Detailed Guide to Achieve Increased Visibility of AWS EKS Cluster

TABLE OF CONTENT

1. Introduction to Prometheus

2. Introduction to Grafana

3. Tools and Services Used

4. Set up on AWS before Installing Prometheus

5. Installing Metrics Server on EKS

6. Installing & Setting up Prometheus using Helm

7. Installing & Setting up Grafana

8. Integrating Prometheus with Grafana

9. Monitoring & Visualizing using Grafana

10. About CloudThat

Introduction to Prometheus:

Prometheus is an open-source monitoring and alerting tool used to monitor the resource utilization and health of resources running on-premises and on various cloud platforms. Conceptualized and built at SoundCloud, Prometheus has been in the market since early 2012. Many organizations have integrated Prometheus into their environment due to its ease of use and cost. It is constantly being updated/upgraded by a robust community of developers and a vast user base. In 2016, Prometheus joined the CNCF community, which also governs Kubernetes.

Metrics are essential in understanding the resource utilization by host machines and applications, which help businesses do the right Capacity Planning, reduce user latency, avoid downtime of their applications, and design highly available & load-balanced infrastructure. Time Series metrics allow measuring various resource consumption like CPU, Memory, R/W, IOPS, and Network in & out traffic over periodic intervals. Numerous applications offer to monitor the “Time Series” data; Prometheus is at the forefront of these applications.

a) Features of Prometheus

Prometheus comes with its language called “PromQL” to query the metrics it scrapes from various sources.
Metrics collected by Prometheus are name-based or as key-value pairs (labels)
Setting up a Prometheus metrics server is very simple; it can be run as a single node or can be run as federated servers.
Target endpoints can be added to Prometheus via Service Discovery, using node exporters, through static configuration, or client libraries
Once Prometheus has been set up on a server that scrapes data from backend targets, the collected metrics can be visualized on “Expression Browser”.

b) Prometheus Architecture

Prometheus mostly works through a Pull-based model of gathering data exposed via HTTP endpoints of the targets. A push-based data gathering can be achieved through a Push-gateway setup.
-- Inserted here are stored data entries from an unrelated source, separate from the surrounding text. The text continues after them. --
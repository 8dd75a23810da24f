pub mod document;
pub mod error;
pub mod extract;
pub mod geodesy;
pub mod model;
pub mod parser;
pub mod session;
pub mod transform;
pub mod writer;
pub mod zip_handler;

pub use document::{KmzDocument, Loaded};
pub use error::{
    BatchError, ExtractionError, GeodesyError, InvalidExtensionError, LoadError, SaveError,
    SessionError, TranslationError, Warning,
};
pub use extract::{BatchPoint, Extraction, Extractor, ExtractorRegistry, TxtExtractor};
pub use geodesy::{distance, DistanceCalculator, Ellipsoid};
pub use model::{DistanceRecord, Kml, Placemark, PointRecord};
pub use session::{BatchReport, Datum, Session};
pub use transform::{transform, DEFAULT_DATUM};
pub use writer::KmlWriter;
pub use zip_handler::ZipHandler;
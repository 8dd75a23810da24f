//! 準拠楕円体上の測地線距離

use geographiclib_rs::{Geodesic, InverseGeodesic};

use crate::error::GeodesyError;

#[derive(Debug, Clone, Copy, PartialEq)]
pub struct Ellipsoid {
    pub name: &'static str,
    /// 長半径 (m)
    pub a: f64,
    /// 扁平率
    pub f: f64,
}

const WGS84: Ellipsoid = Ellipsoid {
    name: "WGS84",
    a: 6_378_137.0,
    f: 1.0 / 298.257_223_563,
};

const GRS80: Ellipsoid = Ellipsoid {
    name: "GRS80",
    a: 6_378_137.0,
    f: 1.0 / 298.257_222_101,
};

const CLRK66: Ellipsoid = Ellipsoid {
    name: "clrk66",
    a: 6_378_206.4,
    f: 1.0 / 294.978_698_213_898,
};

// proj の楕円体名と測地系の別名
const ELLIPSOIDS: &[(&str, Ellipsoid)] = &[
    ("WGS84", WGS84),
    ("GRS80", GRS80),
    ("NAD83", GRS80),
    ("ETRS89", GRS80),
    ("NAD27", CLRK66),
    ("clrk66", CLRK66),
    (
        "WGS72",
        Ellipsoid {
            name: "WGS72",
            a: 6_378_135.0,
            f: 1.0 / 298.26,
        },
    ),
    (
        "clrk80",
        Ellipsoid {
            name: "clrk80",
            a: 6_378_249.145,
            f: 1.0 / 293.4663,
        },
    ),
    (
        "intl",
        Ellipsoid {
            name: "intl",
            a: 6_378_388.0,
            f: 1.0 / 297.0,
        },
    ),
    (
        "bessel",
        Ellipsoid {
            name: "bessel",
            a: 6_377_397.155,
            f: 1.0 / 299.152_812_8,
        },
    ),
    (
        "airy",
        Ellipsoid {
            name: "airy",
            a: 6_377_563.396,
            f: 1.0 / 299.324_964_6,
        },
    ),
    (
        "krass",
        Ellipsoid {
            name: "krass",
            a: 6_378_245.0,
            f: 1.0 / 298.3,
        },
    ),
    (
        "sphere",
        Ellipsoid {
            name: "sphere",
            a: 6_370_997.0,
            f: 0.0,
        },
    ),
];

impl Ellipsoid {
    /// 楕円体名・測地系名で探す（大文字小文字は区別しない）
    pub fn from_name(name: &str) -> Result<Self, GeodesyError> {
        ELLIPSOIDS
            .iter()
            .find(|(key, _)| key.eq_ignore_ascii_case(name))
            .map(|(_, ellipsoid)| *ellipsoid)
            .ok_or_else(|| GeodesyError::UnknownEllipsoid(name.to_string()))
    }

    pub fn known_names() -> impl Iterator<Item = &'static str> {
        ELLIPSOIDS.iter().map(|(key, _)| *key)
    }

    pub fn geodesic(&self) -> Geodesic {
        Geodesic::new(self.a, self.f)
    }
}

/// ひとつの楕円体に対する測地線の逆問題
pub struct DistanceCalculator {
    geodesic: Geodesic,
}

impl DistanceCalculator {
    pub fn new(ellipsoid: Ellipsoid) -> Self {
        Self {
            geodesic: ellipsoid.geodesic(),
        }
    }

    pub fn for_name(name: &str) -> Result<Self, GeodesyError> {
        Ok(Self::new(Ellipsoid::from_name(name)?))
    }

    /// 2点間の測地線長 (m)。引数は経度, 緯度の順
    pub fn distance(&self, lon1: f64, lat1: f64, lon2: f64, lat2: f64) -> f64 {
        let s12: f64 = self.geodesic.inverse(lat1, lon1, lat2, lon2);
        s12
    }
}

/// 2点（経度, 緯度）間の測地線長 (m)
pub fn distance(
    ellipsoid: &str,
    lon1: f64,
    lat1: f64,
    lon2: f64,
    lat2: f64,
) -> Result<f64, GeodesyError> {
    Ok(DistanceCalculator::for_name(ellipsoid)?.distance(lon1, lat1, lon2, lat2))
}
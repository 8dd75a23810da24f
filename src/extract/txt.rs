use std::fs::File;
use std::io::{BufRead, BufReader};
use std::path::Path;

use tracing::warn;

use super::{BatchPoint, Extraction, Extractor};
use crate::error::{ExtractionError, Warning};

/// 空白区切りの行 `name x y zone [datum]`
///
/// ```text
/// PointA 500000 4649776 30T
/// PointB 400000,5 4500000 33N ETRS89
/// ```
pub struct TxtExtractor;

impl Extractor for TxtExtractor {
    fn supported_extension(&self) -> &'static str {
        "txt"
    }

    fn extract(&self, path: &Path) -> Result<Extraction, ExtractionError> {
        let io_error = |source| ExtractionError::Io {
            path: path.to_path_buf(),
            source,
        };
        let reader = BufReader::new(File::open(path).map_err(io_error)?);

        let mut extraction = Extraction::default();
        for (index, line) in reader.lines().enumerate() {
            let line = line.map_err(io_error)?;
            let line_number = index + 1;

            if line.trim().is_empty() {
                continue;
            }

            match parse_line(&line) {
                Ok(point) => extraction.points.push(point),
                Err(reason) => {
                    warn!("Skipping line {}: {} ({})", line_number, line.trim(), reason);
                    extraction.warnings.push(Warning::MalformedLine {
                        line_number,
                        line: line.trim().to_string(),
                        reason,
                    });
                }
            }
        }

        Ok(extraction)
    }
}

fn parse_line(line: &str) -> Result<BatchPoint, String> {
    let parts: Vec<&str> = line.split_whitespace().collect();
    if parts.len() != 4 && parts.len() != 5 {
        return Err(format!("expected 4 or 5 columns, found {}", parts.len()));
    }

    Ok(BatchPoint {
        name: parts[0].to_string(),
        x: parse_number(parts[1])?,
        y: parse_number(parts[2])?,
        zone_label: parts[3].to_string(),
        datum: parts.get(4).map(|d| d.to_string()),
    })
}

/// 小数点のカンマはピリオドに置き換える
fn parse_number(text: &str) -> Result<f64, String> {
    text.replace(',', ".")
        .parse::<f64>()
        .map_err(|e| format!("could not convert '{}' to a number: {}", text, e))
}

#[cfg(test)]
mod tests {
    use super::*;
    use std::fs;
    use tempfile::TempDir;

    fn extract(content: &str) -> Extraction {
        let temp_dir = TempDir::new().unwrap();
        let path = temp_dir.path().join("points.txt");
        fs::write(&path, content).unwrap();
        TxtExtractor.extract(&path).unwrap()
    }

    #[test]
    fn test_extract_lines() {
        let extraction = extract(
            "PointA 500000 4649776 30T\n\
             PointB 400000,5 4500000,25 33N ETRS89\n",
        );

        assert!(extraction.warnings.is_empty());
        assert_eq!(
            extraction.points,
            vec![
                BatchPoint {
                    name: "PointA".to_string(),
                    x: 500000.0,
                    y: 4649776.0,
                    zone_label: "30T".to_string(),
                    datum: None,
                },
                BatchPoint {
                    name: "PointB".to_string(),
                    x: 400000.5,
                    y: 4500000.25,
                    zone_label: "33N".to_string(),
                    datum: Some("ETRS89".to_string()),
                },
            ]
        );
    }

    #[test]
    fn test_malformed_lines_are_skipped() {
        let extraction = extract(
            "good 1 2 30T\n\
             \n\
             too few 1\n\
             bad x1 2 30T\n\
             a b c d e f\n\
             last\t3\t4\t31S\n",
        );

        let names: Vec<&str> = extraction.points.iter().map(|p| p.name.as_str()).collect();
        assert_eq!(names, vec!["good", "last"]);

        let lines: Vec<usize> = extraction
            .warnings
            .iter()
            .map(|w| match w {
                Warning::MalformedLine { line_number, .. } => *line_number,
                other => panic!("unexpected warning {:?}", other),
            })
            .collect();
        assert_eq!(lines, vec![3, 4, 5]);
    }

    #[test]
    fn test_parse_number() {
        assert_eq!(parse_number("12,5").unwrap(), 12.5);
        assert_eq!(parse_number("-7.25").unwrap(), -7.25);
        assert!(parse_number("1,2,3").is_err());
    }
}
Prometheus architecture can be divided into five components.

The central Prometheus Server is the heart of the monitoring system.
Targets: which are the producers of metrics, the metric data on them are exposed to the Prometheus Server via Client Libraries. (To access application code-related metrics available in multiple supported languages. These libraries format the metrics in Prometheus readable form), Exporters (are used when the application source code is not accessible, they live alongside the application. Ex: Database Exporter, Node Exporter for host stats, HaProxy Exporter for storage, messaging & HTTP).
Service Discovery: a mechanism for discovering services like EC2 instances and K8S on the cloud and scraping data from them.
Storage: Prometheus persists the data on the local host or in a cloud environment; an external persistent storage volume can be used.
Alerting & Visualizing: The expression browser is a web-based UI where these metrics can be visualized in a central location. Using the Alertmanager component of Prometheus, alerts can be set and managed.

Introduction to Grafana:

Since its inception in 2014, Grafana has become the de-facto open-source Alerting and Visualization tool for organizations. The main feature of Grafana that makes it stand out is that the data source for Grafana can reside anywhere and everything can be gathered and visualized on a single dashboard. Grafana offers a wide variety of options for ready templates based on the tools or services being used and the panels on each of the templates are also customizable. These dynamic dashboards can be shared with team members for collaborative visualization and can be securely accessed by an admin user using passwords or security tokens.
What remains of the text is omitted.